Margie Kondrich was afraid to look at her baby.

In 2003, after giving birth to her daughter, Chloe, in a Pittsburgh hospital, the attending medical staff suddenly turned somber. They told Kondrich that her baby displayed characteristics of Down syndrome, a genetic disorder that went undetected despite five sonograms.

Doctors offered no words of encouragement or advice. A nurse printed off material from an out-of-date website and dropped the pages in her hands even as she lay in her hospital bed.

“I was in shock,” Kondrich said. “I was afraid to look at her because I didn't know what to expect. I had only seen adults with Down syndrome.

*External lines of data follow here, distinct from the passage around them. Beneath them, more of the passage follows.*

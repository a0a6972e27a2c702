//! Command-line host: drives page sessions against HTML snapshots and a
//! directory-backed store.

use std::path::Path;
use std::sync::Arc;
use std::time::Duration;

use anyhow::Context as _;
use serde::Serialize;
use url::Url;

use crate::cli::{AnalyzeArgs, PruneArgs, ScreenshotArgs, SettingsCommand, VisitArgs};
use crate::document::HtmlDocument;
use crate::panel::MarkupSurface;
use crate::preload::MarkupHead;
use crate::ranking::EligibleLink;
use crate::screenshot::{FileCapture, ScreenshotLedger, ScreenshotPipeline};
use crate::session::{Navigator, PageSession, SessionTimings};
use crate::settings::{self, Settings};
use crate::storage::{KeyValueStore, LocalFsStore};
use crate::tracker::ClickEvent;
use crate::url_utils::CanonicalUrl;
use crate::visits::VisitLedger;

/// Navigation has nowhere to go from a terminal; requests are logged.
struct LoggingNavigator;

impl Navigator for LoggingNavigator {
    fn navigate(&self, url: &CanonicalUrl) {
        tracing::info!(%url, "navigation requested");
    }
}

#[derive(Debug, Serialize)]
pub struct AnalyzeReport {
    pub page_url: String,
    pub disabled: bool,
    pub links: Vec<EligibleLink>,
    pub preloaded: Vec<CanonicalUrl>,
    pub overlay_html: String,
    pub head_html: String,
}

fn open_store(store_dir: &Path) -> Arc<dyn KeyValueStore> {
    Arc::new(LocalFsStore::new(store_dir))
}

fn parse_page_url(raw: &str) -> anyhow::Result<Url> {
    let url = Url::parse(raw).context("parse --page-url")?;
    if url.scheme() != "http" && url.scheme() != "https" {
        anyhow::bail!("--page-url must be http/https: {url}");
    }
    Ok(url)
}

pub async fn analyze(store_dir: &Path, args: AnalyzeArgs) -> anyhow::Result<()> {
    let page_url = parse_page_url(&args.page_url)?;
    let html = tokio::fs::read_to_string(&args.html)
        .await
        .with_context(|| format!("read html snapshot: {}", args.html))?;
    let document = HtmlDocument::parse(&html, &page_url).context("parse html snapshot")?;

    let session = PageSession::start(
        Arc::new(document),
        MarkupSurface::new(),
        MarkupHead::new(args.speculation_rules),
        open_store(store_dir),
        Arc::new(LoggingNavigator),
        SessionTimings::default(),
    )
    .await;

    let report = match session {
        None => AnalyzeReport {
            page_url: page_url.to_string(),
            disabled: true,
            links: Vec::new(),
            preloaded: Vec::new(),
            overlay_html: String::new(),
            head_html: String::new(),
        },
        Some(session) => {
            let links = session.analyze_page().await;
            let mut preloaded: Vec<CanonicalUrl> =
                session.panel_state().await.preloaded_urls.into_iter().collect();
            preloaded.sort();
            let overlay_html = session
                .with_surface(|surface| {
                    let overlay = surface.to_html();
                    if overlay.is_empty() {
                        overlay
                    } else {
                        format!("{}{overlay}", surface.styles_html())
                    }
                })
                .await;
            let head_html = session.with_hint_sink(MarkupHead::to_html).await;
            session.teardown().await;

            AnalyzeReport {
                page_url: page_url.to_string(),
                disabled: false,
                links,
                preloaded,
                overlay_html,
                head_html,
            }
        }
    };

    let json = serde_json::to_string_pretty(&report).context("serialize analyze report")?;
    println!("{json}");
    Ok(())
}

pub async fn visit(store_dir: &Path, args: VisitArgs) -> anyhow::Result<()> {
    let page_url = parse_page_url(&args.page_url)?;
    let document = HtmlDocument::from_anchors(page_url, Vec::new());

    let session = PageSession::start(
        Arc::new(document),
        MarkupSurface::new(),
        MarkupHead::new(false),
        open_store(store_dir),
        Arc::new(LoggingNavigator),
        SessionTimings::default(),
    )
    .await;
    let Some(session) = session else {
        println!("skipped");
        return Ok(());
    };

    let tracked = session.handle_click(&ClickEvent::on_anchor(args.href)).await;
    session.teardown().await;
    match tracked {
        Some(url) => println!("{url}"),
        None => println!("skipped"),
    }
    Ok(())
}

pub async fn screenshot(store_dir: &Path, args: ScreenshotArgs) -> anyhow::Result<()> {
    let ledger = Arc::new(ScreenshotLedger::new(open_store(store_dir)));
    let pipeline = ScreenshotPipeline::new(
        ledger,
        Arc::new(FileCapture::new(&args.image)),
        Duration::from_millis(args.settle_ms),
    );

    let url = pipeline
        .capture_after_load(&args.url)
        .await
        .ok_or_else(|| anyhow::anyhow!("screenshot not captured for {}", args.url))?;
    println!("{url}");
    Ok(())
}

pub async fn prune(store_dir: &Path, args: PruneArgs) -> anyhow::Result<()> {
    let store = open_store(store_dir);
    let max_age = Duration::from_secs(args.max_age_days.saturating_mul(24 * 60 * 60));

    let visits = VisitLedger::new(Arc::clone(&store))
        .prune(max_age)
        .await
        .context("prune visits")?;
    let screenshots = ScreenshotLedger::new(store)
        .prune(max_age)
        .await
        .context("prune screenshots")?;

    tracing::info!(visits, screenshots, "pruned");
    println!("pruned {visits} visits, {screenshots} screenshots");
    Ok(())
}

pub async fn settings(store_dir: &Path, command: SettingsCommand) -> anyhow::Result<()> {
    let store = open_store(store_dir);
    let store = store.as_ref();

    let updated: Settings = match command {
        SettingsCommand::Show => settings::load(store).await?,
        SettingsCommand::Reset => settings::reset(store).await?,
        SettingsCommand::BlacklistAdd(args) => settings::add_to_blacklist(store, &args.entry).await?,
        SettingsCommand::BlacklistRemove(args) => {
            settings::remove_from_blacklist(store, &args.entry).await?
        }
        SettingsCommand::DisableDomain(args) => {
            settings::add_disabled_domain(store, &args.entry).await?
        }
        SettingsCommand::EnableDomain(args) => {
            settings::remove_disabled_domain(store, &args.entry).await?
        }
        SettingsCommand::MaxPreload(args) => settings::set_max_preload(store, args.value).await?,
    };

    let json = serde_json::to_string_pretty(&updated).context("serialize settings")?;
    println!("{json}");
    Ok(())
}
use anyhow::Context as _;
use tracing_subscriber::EnvFilter;

const DEFAULT_DIRECTIVE: &str = "info";

/// Logs to stderr so stdout stays reserved for command output. `RUST_LOG`
/// overrides the default `info` level.
pub fn init() -> anyhow::Result<()> {
    tracing_subscriber::fmt()
        .with_env_filter(env_filter()?)
        .with_target(false)
        .with_writer(std::io::stderr)
        .try_init()
        .map_err(|err| anyhow::anyhow!("initialize tracing subscriber: {err}"))
}

fn env_filter() -> anyhow::Result<EnvFilter> {
    EnvFilter::try_from_default_env()
        .or_else(|_| EnvFilter::try_new(DEFAULT_DIRECTIVE))
        .context("build log filter")
}
use std::collections::HashMap;
use std::sync::Arc;
use std::time::Duration;

use anyhow::Context as _;
use chrono::{DateTime, Utc};
use serde::{Deserialize, Serialize};
use tokio::sync::Mutex;

use crate::storage::{KeyValueStore, VISITS_KEY, get_json, set_json};
use crate::url_utils::CanonicalUrl;

#[derive(Debug, Clone, Copy, PartialEq, Eq, Serialize, Deserialize)]
#[serde(rename_all = "camelCase")]
pub struct VisitRecord {
    pub count: u64,
    #[serde(with = "chrono::serde::ts_milliseconds")]
    pub last_visited_at: DateTime<Utc>,
}

#[derive(Debug, Clone, Default, Serialize, Deserialize)]
#[serde(rename_all = "camelCase")]
struct VisitData {
    #[serde(default)]
    visit_counts_by_url: HashMap<CanonicalUrl, VisitRecord>,
}

/// Persisted visit counts keyed by canonical URL.
///
/// Every read-modify-write goes through `write_lock`, so concurrent
/// `record_visit` calls never lose an increment.
pub struct VisitLedger {
    store: Arc<dyn KeyValueStore>,
    write_lock: Mutex<()>,
}

impl VisitLedger {
    pub fn new(store: Arc<dyn KeyValueStore>) -> Self {
        Self {
            store,
            write_lock: Mutex::new(()),
        }
    }

    pub async fn record_visit(&self, url: &CanonicalUrl) -> anyhow::Result<VisitRecord> {
        self.record_visit_at(url, Utc::now()).await
    }

    pub async fn record_visit_at(
        &self,
        url: &CanonicalUrl,
        now: DateTime<Utc>,
    ) -> anyhow::Result<VisitRecord> {
        let _guard = self.write_lock.lock().await;
        let mut data = self.load().await?;

        let record = data
            .visit_counts_by_url
            .entry(url.clone())
            .and_modify(|record| {
                record.count = record.count.saturating_add(1);
                record.last_visited_at = now;
            })
            .or_insert(VisitRecord {
                count: 1,
                last_visited_at: now,
            });
        let record = *record;

        self.save(&data).await?;
        Ok(record)
    }

    pub async fn get(&self, url: &CanonicalUrl) -> anyhow::Result<Option<VisitRecord>> {
        let data = self.load().await?;
        Ok(data.visit_counts_by_url.get(url).copied())
    }

    pub async fn get_all(&self) -> anyhow::Result<HashMap<CanonicalUrl, VisitRecord>> {
        Ok(self.load().await?.visit_counts_by_url)
    }

    /// Drops records last visited before `now - max_age`. Returns how many went.
    pub async fn prune(&self, max_age: Duration) -> anyhow::Result<usize> {
        self.prune_at(max_age, Utc::now()).await
    }

    pub async fn prune_at(&self, max_age: Duration, now: DateTime<Utc>) -> anyhow::Result<usize> {
        let _guard = self.write_lock.lock().await;
        let mut data = self.load().await?;
        let cutoff = cutoff(now, max_age)?;

        let before = data.visit_counts_by_url.len();
        data.visit_counts_by_url
            .retain(|_, record| record.last_visited_at >= cutoff);
        let removed = before - data.visit_counts_by_url.len();

        self.save(&data).await?;
        tracing::debug!(removed, "pruned visit ledger");
        Ok(removed)
    }

    async fn load(&self) -> anyhow::Result<VisitData> {
        let data = get_json::<VisitData>(self.store.as_ref(), VISITS_KEY)
            .await
            .context("load visit ledger")?;
        Ok(data.unwrap_or_default())
    }

    async fn save(&self, data: &VisitData) -> anyhow::Result<()> {
        set_json(self.store.as_ref(), VISITS_KEY, data)
            .await
            .context("save visit ledger")
    }
}

pub(crate) fn cutoff(now: DateTime<Utc>, max_age: Duration) -> anyhow::Result<DateTime<Utc>> {
    let max_age = chrono::Duration::from_std(max_age).context("max age out of range")?;
    Ok(now
        .checked_sub_signed(max_age)
        .unwrap_or(DateTime::<Utc>::MIN_UTC))
}

#[cfg(test)]
mod tests {
    use super::*;
    use crate::storage::MemoryStore;
    use crate::url_utils::normalize;

    fn ledger() -> (Arc<MemoryStore>, VisitLedger) {
        let store = Arc::new(MemoryStore::new());
        let ledger = VisitLedger::new(store.clone());
        (store, ledger)
    }

    fn at(ms: i64) -> DateTime<Utc> {
        DateTime::from_timestamp_millis(ms).unwrap()
    }

    #[tokio::test]
    async fn record_visit_creates_then_increments() {
        let (_, ledger) = ledger();
        let url = normalize("https://a.test/page");

        let first = ledger.record_visit_at(&url, at(1_000)).await.unwrap();
        assert_eq!(first.count, 1);
        let second = ledger.record_visit_at(&url, at(2_000)).await.unwrap();
        assert_eq!(second.count, 2);
        assert_eq!(second.last_visited_at, at(2_000));

        assert_eq!(ledger.get(&url).await.unwrap(), Some(second));
    }

    #[tokio::test]
    async fn stored_shape_uses_millisecond_timestamps() {
        let (store, ledger) = ledger();
        let url = normalize("https://a.test/page");
        ledger.record_visit_at(&url, at(1_700_000_000_000)).await.unwrap();

        let raw = store.get(VISITS_KEY).await.unwrap().unwrap();
        assert_eq!(
            raw,
            serde_json::json!({
                "visitCountsByUrl": {
                    "https://a.test/page": {"count": 1, "lastVisitedAt": 1_700_000_000_000_i64}
                }
            })
        );
    }

    #[tokio::test(flavor = "multi_thread", worker_threads = 4)]
    async fn concurrent_increments_are_not_lost() {
        let (_, ledger) = ledger();
        let ledger = Arc::new(ledger);
        let url = normalize("https://a.test/page");

        let mut handles = Vec::new();
        for _ in 0..25 {
            let ledger = Arc::clone(&ledger);
            let url = url.clone();
            handles.push(tokio::spawn(async move {
                ledger.record_visit(&url).await.unwrap();
            }));
        }
        for handle in handles {
            handle.await.unwrap();
        }

        assert_eq!(ledger.get(&url).await.unwrap().unwrap().count, 25);
    }

    #[tokio::test]
    async fn prune_removes_only_stale_records() {
        let (_, ledger) = ledger();
        let old = normalize("https://old.test/");
        let fresh = normalize("https://fresh.test/");
        ledger.record_visit_at(&old, at(0)).await.unwrap();
        ledger.record_visit_at(&fresh, at(90_000)).await.unwrap();

        let removed = ledger
            .prune_at(Duration::from_secs(60), at(100_000))
            .await
            .unwrap();
        assert_eq!(removed, 1);

        let all = ledger.get_all().await.unwrap();
        assert!(all.contains_key(&fresh));
        assert!(!all.contains_key(&old));
    }
}
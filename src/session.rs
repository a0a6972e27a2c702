//! Page integration: one [`PageSession`] per loaded page.

use std::sync::Arc;
use std::time::Duration;

use tokio::sync::{Mutex, mpsc};
use tokio::task::JoinHandle;
use url::Url;

use crate::constants::{
    CLICK_DEBOUNCE, CLICK_SWEEP_INTERVAL, MUTATION_DEBOUNCE, NAVIGATION_TRANSITION,
    SCREENSHOT_SETTLE_DELAY,
};
use crate::document::{Document, MutationRecord, has_link_changes};
use crate::panel::{ChannelEvents, OverlaySurface, Panel, PanelEvent, PanelState};
use crate::preload::{HintSink, PreloadController};
use crate::ranking::{self, EligibleLink};
use crate::screenshot::{CaptureService, ScreenshotLedger, ScreenshotPipeline};
use crate::settings::{self, Settings};
use crate::storage::KeyValueStore;
use crate::tracker::{ClickEvent, ClickTracker};
use crate::url_utils::{self, CanonicalUrl};
use crate::visits::VisitLedger;

/// Performs the navigation the panel asks for.
pub trait Navigator: Send + Sync {
    fn navigate(&self, url: &CanonicalUrl);
}

#[derive(Debug, Clone, Copy, PartialEq, Eq)]
pub struct SessionTimings {
    pub click_debounce: Duration,
    pub sweep_interval: Duration,
    pub mutation_debounce: Duration,
    pub transition: Duration,
    pub screenshot_settle: Duration,
}

impl Default for SessionTimings {
    fn default() -> Self {
        Self {
            click_debounce: CLICK_DEBOUNCE,
            sweep_interval: CLICK_SWEEP_INTERVAL,
            mutation_debounce: MUTATION_DEBOUNCE,
            transition: NAVIGATION_TRANSITION,
            screenshot_settle: SCREENSHOT_SETTLE_DELAY,
        }
    }
}

struct Shared<S, H> {
    store: Arc<dyn KeyValueStore>,
    visits: Arc<VisitLedger>,
    screenshots: Arc<ScreenshotLedger>,
    settings: Mutex<Settings>,
    document: Mutex<Arc<dyn Document>>,
    panel: Mutex<Panel<S>>,
    preload: Mutex<PreloadController<H>>,
}

impl<S, H> Shared<S, H>
where
    S: OverlaySurface + 'static,
    H: HintSink + 'static,
{
    /// Rank, then show or hide the panel, then warm up the top links.
    async fn analyze(&self) -> Vec<EligibleLink> {
        let settings = match settings::load(self.store.as_ref()).await {
            Ok(fresh) => {
                *self.settings.lock().await = fresh.clone();
                fresh
            }
            Err(err) => {
                tracing::warn!(?err, "failed to reload settings; using last known");
                self.settings.lock().await.clone()
            }
        };

        let document = Arc::clone(&*self.document.lock().await);
        let links = match ranking::rank(
            document.as_ref(),
            &self.visits,
            &self.screenshots,
            &settings.blacklist,
            settings.display_limit,
        )
        .await
        {
            Ok(links) => links,
            Err(err) => {
                tracing::warn!(?err, "failed to analyze page");
                return Vec::new();
            }
        };
        tracing::info!(count = links.len(), "eligible links found");

        let mut panel = self.panel.lock().await;
        if links.is_empty() {
            panel.hide();
            return links;
        }
        panel.show(links.clone());

        let preloaded = {
            let mut preload = self.preload.lock().await;
            preload.schedule(&links, usize::from(settings.max_preload_per_page));
            preload.preloaded_urls()
        };
        panel.set_preloaded(preloaded);
        links
    }
}

/// Everything running on behalf of one page. Dropping the session stops its
/// background tasks; [`PageSession::teardown`] also clears the overlay and
/// preload hints.
pub struct PageSession<S, H> {
    page_url: Url,
    shared: Arc<Shared<S, H>>,
    tracker: Arc<ClickTracker>,
    mutations: mpsc::UnboundedSender<()>,
    screenshot_settle: Duration,
    tasks: Vec<JoinHandle<()>>,
}

impl<S, H> PageSession<S, H>
where
    S: OverlaySurface + 'static,
    H: HintSink + 'static,
{
    /// Returns `None` when the page's domain is disabled.
    pub async fn start(
        document: Arc<dyn Document>,
        surface: S,
        sink: H,
        store: Arc<dyn KeyValueStore>,
        navigator: Arc<dyn Navigator>,
        timings: SessionTimings,
    ) -> Option<Self> {
        let page_url = document.page_url().clone();
        let settings = match settings::load(store.as_ref()).await {
            Ok(settings) => settings,
            Err(err) => {
                tracing::warn!(?err, "failed to load settings; using defaults");
                Settings::default()
            }
        };

        let hostname = page_url.host_str().unwrap_or_default();
        if url_utils::is_domain_disabled(hostname, &settings.disabled_domains) {
            tracing::info!(%hostname, "domain disabled, skipping");
            return None;
        }

        let visits = Arc::new(VisitLedger::new(Arc::clone(&store)));
        let screenshots = Arc::new(ScreenshotLedger::new(Arc::clone(&store)));
        let tracker = Arc::new(ClickTracker::new(
            Arc::clone(&visits),
            timings.click_debounce,
        ));

        let (events, event_rx) = ChannelEvents::new();
        let panel = Panel::new(
            surface,
            Arc::new(events),
            Arc::clone(&store),
            timings.transition,
        );

        let shared = Arc::new(Shared {
            store,
            visits,
            screenshots,
            settings: Mutex::new(settings),
            document: Mutex::new(document),
            panel: Mutex::new(panel),
            preload: Mutex::new(PreloadController::new(sink)),
        });

        let (mutations, mutation_rx) = mpsc::unbounded_channel();
        let tasks = vec![
            tracker.spawn_sweeper(timings.sweep_interval),
            tokio::spawn(dispatch_events(Arc::clone(&shared), event_rx, navigator)),
            tokio::spawn(watch_mutations(
                Arc::clone(&shared),
                mutation_rx,
                timings.mutation_debounce,
            )),
        ];

        tracing::debug!(%page_url, "page session started");
        Some(Self {
            page_url,
            shared,
            tracker,
            mutations,
            screenshot_settle: timings.screenshot_settle,
            tasks,
        })
    }

    pub fn page_url(&self) -> &Url {
        &self.page_url
    }

    pub async fn analyze_page(&self) -> Vec<EligibleLink> {
        self.shared.analyze().await
    }

    pub async fn handle_click(&self, event: &ClickEvent) -> Option<CanonicalUrl> {
        let base_url = self.shared.document.lock().await.base_url().clone();
        self.tracker.handle_click(event, &base_url).await
    }

    /// Replaces the snapshot future analyses run against.
    pub async fn set_document(&self, document: Arc<dyn Document>) {
        *self.shared.document.lock().await = document;
    }

    /// Queues a debounced re-analysis when the batch added links.
    pub fn observe_mutations(&self, records: &[MutationRecord]) {
        if !has_link_changes(records) {
            return;
        }
        if self.mutations.send(()).is_err() {
            tracing::debug!("mutation watcher is gone");
        }
    }

    /// Starts the settle-then-capture pipeline for the page itself.
    pub fn on_load(&mut self, capture: Arc<dyn CaptureService>) {
        let pipeline = ScreenshotPipeline::new(
            Arc::clone(&self.shared.screenshots),
            capture,
            self.screenshot_settle,
        );
        let page_url = self.page_url.to_string();
        self.tasks.push(tokio::spawn(async move {
            pipeline.capture_after_load(&page_url).await;
        }));
    }

    pub async fn hover_card(&self, index: usize) {
        self.shared.panel.lock().await.hover(index);
    }

    pub async fn unhover_card(&self, index: usize) {
        self.shared.panel.lock().await.unhover(index);
    }

    pub async fn preview_failed(&self, index: usize) {
        self.shared.panel.lock().await.preview_failed(index);
    }

    /// The panel stays unlocked during the transition so hover and
    /// re-analysis keep running.
    pub async fn click_card(&self, url: &CanonicalUrl) {
        let transition = self.shared.panel.lock().await.begin_click();
        if let Some(transition) = transition {
            tokio::time::sleep(transition).await;
        }
        self.shared.panel.lock().await.finish_click(url);
    }

    pub async fn blacklist_card(&self, url: &CanonicalUrl) -> anyhow::Result<()> {
        self.shared.panel.lock().await.blacklist_link(url).await
    }

    pub async fn panel_state(&self) -> PanelState {
        self.shared.panel.lock().await.state().clone()
    }

    /// Runs `f` against the overlay surface.
    pub async fn with_surface<R>(&self, f: impl FnOnce(&S) -> R) -> R {
        f(self.shared.panel.lock().await.surface())
    }

    pub async fn with_hint_sink<R>(&self, f: impl FnOnce(&H) -> R) -> R {
        f(self.shared.preload.lock().await.sink())
    }

    /// Stops background work, removes the overlay and every preload hint.
    pub async fn teardown(self) {
        for task in &self.tasks {
            task.abort();
        }
        self.shared.panel.lock().await.hide();
        self.shared.preload.lock().await.cleanup();
        tracing::debug!(page_url = %self.page_url, "page session torn down");
    }
}

impl<S, H> Drop for PageSession<S, H> {
    fn drop(&mut self) {
        for task in &self.tasks {
            task.abort();
        }
    }
}

async fn dispatch_events<S, H>(
    shared: Arc<Shared<S, H>>,
    mut events: mpsc::UnboundedReceiver<PanelEvent>,
    navigator: Arc<dyn Navigator>,
) where
    S: OverlaySurface + 'static,
    H: HintSink + 'static,
{
    while let Some(event) = events.recv().await {
        match event {
            PanelEvent::Hovered { url, index } => {
                tracing::trace!(%url, index, "previewing link");
            }
            PanelEvent::Unhovered => tracing::trace!("preview closed"),
            PanelEvent::Clicked { url } => navigator.navigate(&url),
            PanelEvent::Blacklisted { url } => {
                tracing::debug!(%url, "re-analyzing after blacklist");
                shared.analyze().await;
            }
        }
    }
}

/// Trailing-edge debounce: re-analyze once the page has been quiet for
/// `debounce`.
async fn watch_mutations<S, H>(
    shared: Arc<Shared<S, H>>,
    mut signals: mpsc::UnboundedReceiver<()>,
    debounce: Duration,
) where
    S: OverlaySurface + 'static,
    H: HintSink + 'static,
{
    while signals.recv().await.is_some() {
        loop {
            tokio::select! {
                more = signals.recv() => {
                    if more.is_none() {
                        return;
                    }
                }
                _ = tokio::time::sleep(debounce) => break,
            }
        }
        shared.analyze().await;
    }
}
use std::path::{Path, PathBuf};

pub const STORE_ENV: &str = "LINKPEEK_STORE";
pub const DEFAULT_STORE_DIR: &str = ".linkpeek";

/// `--store`, else `LINKPEEK_STORE`, else `.linkpeek` in the working
/// directory.
pub fn store_dir(flag: Option<&Path>) -> PathBuf {
    resolve_store_dir(flag, std::env::var(STORE_ENV).ok().as_deref())
}

pub fn resolve_store_dir(flag: Option<&Path>, env: Option<&str>) -> PathBuf {
    if let Some(dir) = flag {
        return dir.to_path_buf();
    }
    match env.map(str::trim) {
        Some(dir) if !dir.is_empty() => PathBuf::from(dir),
        _ => PathBuf::from(DEFAULT_STORE_DIR),
    }
}
use std::process::ExitCode;

use anyhow::Context as _;
use clap::Parser as _;
use linkpeek::cli::{Cli, Command};

#[tokio::main]
async fn main() -> ExitCode {
    if let Err(err) = try_main().await {
        eprintln!("{err:#}");
        return ExitCode::FAILURE;
    }

    ExitCode::SUCCESS
}

async fn try_main() -> anyhow::Result<()> {
    linkpeek::logging::init().context("init logging")?;

    let cli = Cli::parse();
    tracing::debug!(?cli, "parsed cli");

    let store_dir = linkpeek::config::store_dir(cli.store.as_deref().map(std::path::Path::new));
    tracing::debug!(store = %store_dir.display(), "using store");

    match cli.command {
        Command::Analyze(args) => {
            linkpeek::host::analyze(&store_dir, args)
                .await
                .context("analyze")?;
        }
        Command::Visit(args) => {
            linkpeek::host::visit(&store_dir, args)
                .await
                .context("visit")?;
        }
        Command::Screenshot(args) => {
            linkpeek::host::screenshot(&store_dir, args)
                .await
                .context("screenshot")?;
        }
        Command::Prune(args) => {
            linkpeek::host::prune(&store_dir, args)
                .await
                .context("prune")?;
        }
        Command::Settings { command } => {
            linkpeek::host::settings(&store_dir, command)
                .await
                .context("settings")?;
        }
    }

    Ok(())
}
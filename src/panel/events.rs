use serde::Serialize;
use tokio::sync::mpsc;

use crate::url_utils::CanonicalUrl;

/// Host callbacks invoked by the panel. Every method defaults to a no-op.
pub trait PanelEvents: Send + Sync {
    fn on_link_hovered(&self, _url: &CanonicalUrl, _index: usize) {}
    fn on_link_unhovered(&self) {}
    fn on_link_clicked(&self, _url: &CanonicalUrl) {}
    fn on_link_blacklisted(&self, _url: &CanonicalUrl) {}
}

#[derive(Debug, Clone, Copy, Default)]
pub struct NoopEvents;

impl PanelEvents for NoopEvents {}

#[derive(Debug, Clone, PartialEq, Eq, Serialize)]
#[serde(tag = "event", rename_all = "snake_case")]
pub enum PanelEvent {
    Hovered { url: CanonicalUrl, index: usize },
    Unhovered,
    Clicked { url: CanonicalUrl },
    Blacklisted { url: CanonicalUrl },
}

/// Turns callbacks into a stream consumed by a single dispatcher.
#[derive(Debug, Clone)]
pub struct ChannelEvents {
    tx: mpsc::UnboundedSender<PanelEvent>,
}

impl ChannelEvents {
    pub fn new() -> (Self, mpsc::UnboundedReceiver<PanelEvent>) {
        let (tx, rx) = mpsc::unbounded_channel();
        (Self { tx }, rx)
    }

    fn send(&self, event: PanelEvent) {
        if self.tx.send(event).is_err() {
            tracing::debug!("panel event dropped; dispatcher is gone");
        }
    }
}

impl PanelEvents for ChannelEvents {
    fn on_link_hovered(&self, url: &CanonicalUrl, index: usize) {
        self.send(PanelEvent::Hovered {
            url: url.clone(),
            index,
        });
    }

    fn on_link_unhovered(&self) {
        self.send(PanelEvent::Unhovered);
    }

    fn on_link_clicked(&self, url: &CanonicalUrl) {
        self.send(PanelEvent::Clicked { url: url.clone() });
    }

    fn on_link_blacklisted(&self, url: &CanonicalUrl) {
        self.send(PanelEvent::Blacklisted { url: url.clone() });
    }
}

“But then I thought: She's your daughter, and you've got to look at her. And when she looked up at me when I was holding her, she looked at me just like my son looked at me. She looked at me like, ‘You're my mommy.' That look ... you're my mommy. I thought, ‘Yes, I am your mommy.' ”

Eleven years later, Kondrich and her husband, Kurt, both 51, of Upper St. Clair hope that future parents of children with Down syndrome will have greater access to educational information than they did.

Last month, Gov. Tom Corbett signed a bill that requires such information to be provided from the moment a practitioner makes the diagnosis. The Kondrichs were the driving force behind the Down Syndrome Prenatal Education Act, also known as “Chloe's Law.”

“When Chloe was born, the doctors told us all the things Chloe couldn't do,” said Kurt Kondrich, a retired Pittsburgh police officer who now works in early intervention services for children with special needs. “Then we saw the specialists, and they started telling us all the things that Chloe will do: She's going to play Frisbee, she's going to run. They were a light in the darkness. It's so important for parents to hear that.”

Parents do not receive adequate information once the fetus is diagnosed, and many choose to terminate, said Dr. Kishore Vellody, medical director of the Down Syndrome Center at Children's Hospital of Pittsburgh.

“Families are getting information that is not accurate or up-to-date,” Vellody said. “There's been a huge change in what we know people with Down syndrome can do even in the last 10, 15 years.”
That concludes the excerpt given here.